Gee, I hope my opening sentence was enough of a warning …
I read your stories; I look at your shared photos of your weddings, special occasions, celebratory events, etc. that you share on your blogs. I look at images of my husband and me on our wedding day. Such joy and happiness. And—it makes me sad.
We just didn’t know what was coming…
I mean, was the value of my wedding day the start of a heartbreaking era for me?
We put on our wedding gowns, our jewels, our veils, our treasures from generations past—and walk down that aisle toward the love of our life, our future, our dreams … the father of our babies.
… only to wake up to this nightmare.
I am NOT saying that marriage or my choice to marry who I married had/has an effect on my infertility. It doesn’t. I’m the infertile one. If anything, I drug/am dragging my husband down this path. He surely didn’t know what he was in for.
My point is that I had these two basic—but very fulfilling—dreams for my life: to marry a great man and have his babies.
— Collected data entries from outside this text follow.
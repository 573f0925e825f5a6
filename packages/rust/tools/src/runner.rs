//! Process execution seam shared by every external tool client.

use std::path::{Path, PathBuf};
use std::process::Stdio;

use async_trait::async_trait;
use tokio::process::Command;
use tracing::{debug, warn};

use issuepress_shared::{IssuePressError, Result};

/// A resolved executable plus the arguments that select its sub-command.
///
/// `magick montage ...` and a standalone `montage ...` are both a `montage`
/// program; the former just carries a leading `montage` argument.
#[derive(Debug, Clone, PartialEq, Eq)]
pub struct ToolProgram {
    /// Logical tool name used in logs and errors.
    pub name: String,
    /// Absolute path of the executable.
    pub path: PathBuf,
    /// Arguments always passed before the call-specific ones.
    pub leading_args: Vec<String>,
}

impl ToolProgram {
    pub fn new(name: impl Into<String>, path: impl Into<PathBuf>) -> Self {
        Self {
            name: name.into(),
            path: path.into(),
            leading_args: Vec::new(),
        }
    }

    /// Same program, invoked through a multi-call binary (`magick <sub>`).
    pub fn with_leading_arg(mut self, arg: impl Into<String>) -> Self {
        self.leading_args.push(arg.into());
        self
    }

    /// Start building an invocation of this program.
    pub fn command(&self) -> ToolCommand {
        ToolCommand {
            tool: self.name.clone(),
            program: self.path.clone(),
            args: self.leading_args.clone(),
        }
    }
}

/// One fully-specified external invocation.
#[derive(Debug, Clone, PartialEq, Eq)]
pub struct ToolCommand {
    pub tool: String,
    pub program: PathBuf,
    pub args: Vec<String>,
}

impl ToolCommand {
    pub fn arg(mut self, arg: impl Into<String>) -> Self {
        self.args.push(arg.into());
        self
    }

    pub fn path_arg(self, path: &Path) -> Self {
        self.arg(path.to_string_lossy().to_string())
    }

    /// `--name=<path>` style argument.
    pub fn path_flag(self, flag: &str, path: &Path) -> Self {
        let value = format!("{flag}={}", path.to_string_lossy());
        self.arg(value)
    }

    /// Whether `arg` appears verbatim among the arguments.
    pub fn has_arg(&self, arg: &str) -> bool {
        self.args.iter().any(|a| a == arg)
    }
}

impl std::fmt::Display for ToolCommand {
    fn fmt(&self, f: &mut std::fmt::Formatter<'_>) -> std::fmt::Result {
        write!(f, "{}", self.program.display())?;
        for arg in &self.args {
            write!(f, " {arg}")?;
        }
        Ok(())
    }
}

/// Captured result of a finished invocation.
#[derive(Debug, Clone, Default, PartialEq, Eq)]
pub struct ToolOutput {
    pub success: bool,
    pub code: Option<i32>,
    pub stdout: String,
    pub stderr: String,
}

impl ToolOutput {
    /// A successful exit with the given stdout.
    pub fn ok(stdout: impl Into<String>) -> Self {
        Self {
            success: true,
            code: Some(0),
            stdout: stdout.into(),
            stderr: String::new(),
        }
    }

    /// A failed exit with the given code and stderr.
    pub fn failed(code: i32, stderr: impl Into<String>) -> Self {
        Self {
            success: false,
            code: Some(code),
            stdout: String::new(),
            stderr: stderr.into(),
        }
    }

    /// Turn an unsuccessful exit into [`IssuePressError::ToolFailed`].
    pub fn checked(self, tool: &str) -> Result<Self> {
        if self.success {
            return Ok(self);
        }
        Err(IssuePressError::ToolFailed {
            tool: tool.to_string(),
            code: self.code,
            stderr: self.stderr.trim().to_string(),
        })
    }
}

/// Runs external commands. Every tool client goes through this trait so that
/// tests can substitute a scripted implementation.
#[async_trait]
pub trait CommandRunner: Send + Sync {
    async fn run(&self, command: &ToolCommand) -> Result<ToolOutput>;
}

/// Runs commands as real child processes and waits for them to exit.
#[derive(Debug, Default, Clone, Copy)]
pub struct ProcessRunner;

#[async_trait]
impl CommandRunner for ProcessRunner {
    async fn run(&self, command: &ToolCommand) -> Result<ToolOutput> {
        debug!(tool = %command.tool, command = %command, "running external tool");

        let output = Command::new(&command.program)
            .args(&command.args)
            .stdin(Stdio::null())
            .output()
            .await
            .map_err(|e| {
                if e.kind() == std::io::ErrorKind::NotFound {
                    IssuePressError::ToolNotFound {
                        missing: vec![format!("{} not found", command.program.display())],
                    }
                } else {
                    IssuePressError::io(&command.program, e)
                }
            })?;

        let result = ToolOutput {
            success: output.status.success(),
            code: output.status.code(),
            stdout: String::from_utf8_lossy(&output.stdout).to_string(),
            stderr: String::from_utf8_lossy(&output.stderr).to_string(),
        };

        if !result.success {
            warn!(tool = %command.tool, code = ?result.code, "external tool exited unsuccessfully");
        }

        Ok(result)
    }
}

/// Size of a regular file, `None` if it is missing or empty.
pub fn non_empty_file(path: &Path) -> Option<u64> {
    std::fs::metadata(path)
        .ok()
        .filter(|m| m.is_file() && m.len() > 0)
        .map(|m| m.len())
}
It hurts me that you have to go through it too … because I know how you’re feeling. There aren’t many people to lean on, many people who understand … many people who know how it feels. Pieces of my heart are with you all because—although we live far from each other, haven’t met, may never meet—this bonds us together. So, for what it’s worth, I’m so, deeply sorry you’re hurting.
I’m constantly stuck in between that place of devastation (finding out you’re infertile, another BFN, etc.) and acceptance. It’s impossible to complete the grieving cycle, and sometimes I just want it to be over! You know how something heartbreaking happens and you experience deep sorrow for a period of time? Then you wake up and realize you can survive the day … though it hurts and you’re carrying this heavy burden. But you wake up the next day and do it again and again. The pain is still there; there’s a hole in your heart—but you can live. Then … weeks, months, years pass by and—eventually—that phase is over, and you’ve come to terms with it. You are okay with it; it doesn’t really hurt anymore. Well, I’ve been stuck in the survive-the-day-while-carrying-the-burden phase for a loooong time, and there’s really no end in sight that I can identify. Not to mention, there are phases in between that filled with hope (a new stim cycle) followed by devastation—again. And the mini, incomplete grieving rollercoaster starts all over again.
I do know “it could be worse.” Because—it really could, and I’m thankful it’s not. I’ve read online that the stress and heartbreak of infertility can be compared to that of cancer. I don’t know about that. I’m not going to lie: If cancer patients only feel what I feel (granted, it is pretty shitty), I’d say they’re the strongest people ever. It’s one thing to want a baby; it’s another thing to know your life is at risk. I would absolutely crumble. I know it could get worse. What are your thoughts on that, though?
But—for what it’s worth—sometimes it feels pretty damn bad to walk in the shoes I walk in.
Okay, sorry for the slit-my-wrist post. I guess this is what I’m feeling these days.
When are the professionals going to come up with antidepressants for TTC, pregnant, and/or lactating women?